Agent Renwald, joined by two dark-suited men, showed up at the cell of Plato and Pluto Statler, the Siamese twin henchmen of Lex Luthor.
“What do you want?” Plato and Pluto said simultaneously.
“My superiors still have a few more questions regarding the incident over Metropolis.”
“We’ve already given you our statement,” Plato said.
“We have nothing more to say,” Pluto said.
“Which corroborates the statements made by Lex Luthor and Louto, as I’m sure you’re aware,” Agent Renwald said, “but manages to contradict that of every single member of the Kobra Cult we apprehended — who all, by the way, seemed very surprised to see your boss there.”
“So?” Plato and Pluto said.
“So somebody’s not telling the truth. Maybe four somebodies.”
Plato and Pluto remained impassive.
“Perhaps it’s time I introduced you to these two gentlemen.
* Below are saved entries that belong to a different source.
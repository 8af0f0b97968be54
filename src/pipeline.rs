use std::sync::Arc;
use std::time::Duration;

use serde::Serialize;
use tokio::sync::Mutex;

use crate::error::{AnnotateError, ExtractionError};
use crate::frames::{FrameArtifact, FrameExtractor, FrameSource};
use crate::gallery::{Gallery, GalleryAssembler};
use crate::library::VideoAsset;
use crate::store::ArtifactStore;
use crate::transcribe::{AudioEncoder, SpeechToText, TranscriptResult, Transcriber};

#[derive(Debug, Clone, Serialize)]
pub(crate) struct Annotation {
    pub(crate) video: VideoAsset,
    #[serde(skip)]
    pub(crate) frames: Vec<FrameArtifact>,
    pub(crate) gallery: Gallery,
    pub(crate) transcript: TranscriptResult,
}

/// Runs one annotation at a time: reset, then frames and transcript side by side.
pub(crate) struct Annotator<F, E, S> {
    store: ArtifactStore,
    extractor: Arc<FrameExtractor<F>>,
    transcriber: Transcriber<E, S>,
    assembler: GalleryAssembler,
    transcription_timeout: Option<Duration>,
    run_lock: Mutex<()>,
}

impl<F, E, S> Annotator<F, E, S>
where
    F: FrameSource + Send + Sync + 'static,
    E: AudioEncoder + Send + Sync + 'static,
    S: SpeechToText,
{
    pub(crate) fn new(
        store: ArtifactStore,
        extractor: FrameExtractor<F>,
        transcriber: Transcriber<E, S>,
        assembler: GalleryAssembler,
        transcription_timeout: Option<Duration>,
    ) -> Self {
        Self {
            store,
            extractor: Arc::new(extractor),
            transcriber,
            assembler,
            transcription_timeout,
            run_lock: Mutex::new(()),
        }
    }

    pub(crate) async fn annotate(&self, video: &VideoAsset) -> Result<Annotation, AnnotateError> {
        let _run = self.run_lock.lock().await;

        let removed = self.store.reset(&video.id)?;
        tracing::info!(video = %video.id, removed, "annotation run started");

        let extractor = Arc::clone(&self.extractor);
        let asset = video.clone();
        let frames = async move {
            tokio::task::spawn_blocking(move || extractor.extract_frames(&asset))
                .await
                .unwrap_or_else(|e| {
                    Err(ExtractionError::UnreadableVideo {
                        path: video.local_path.clone(),
                        message: format!("extraction task failed: {e}"),
                    })
                })
        };

        // Both branches always run to completion so no writer outlives the run lock.
        // The timeout covers only the remote call, after the audio is written.
        let transcript = self
            .transcriber
            .transcribe(video, self.transcription_timeout);
        let (frames, transcript) = tokio::join!(frames, transcript);
        let frames = frames?;
        let transcript = transcript?;

        let gallery = self.assembler.assemble(&frames);
        tracing::info!(video = %video.id, frames = gallery.len(), "annotation run finished");

        Ok(Annotation {
            video: video.clone(),
            frames,
            gallery,
            transcript,
        })
    }
}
These are Dr. Richards and Dr. Pym of STAR Labs.”
“So if someone were to start telling the truth, the authorities would be greatly appreciative,” Agent Renwald said.
“Grateful how?” Plato asked.
“STAR Labs is doing some pretty innovative work in cloning technologies. Specifically for replacement parts — arms, legs, lungs, liver, heart, kidney, et cetera. You know, for someone like you, it could be a chance at a normal life.”
“A… normal life?” Pluto said, his voice cracking.
“What would we have to do?” Plato said.
“In exchange for your testimony against your boss, you’ll be placed in the custody of Dr. Richards and Dr. Pym, here, and allowed to volunteer to be the first human subject of their cloning transplant research program.”
“I feel I’ve got to warn you it’s not without its risks,” Dr. Richards said.
“I don’t care,” Plato said. “It’s worth the risks,” Pluto said.
“Then, gentleman, I think we have ourselves a deal,” Agent Renwald said, extending his hand.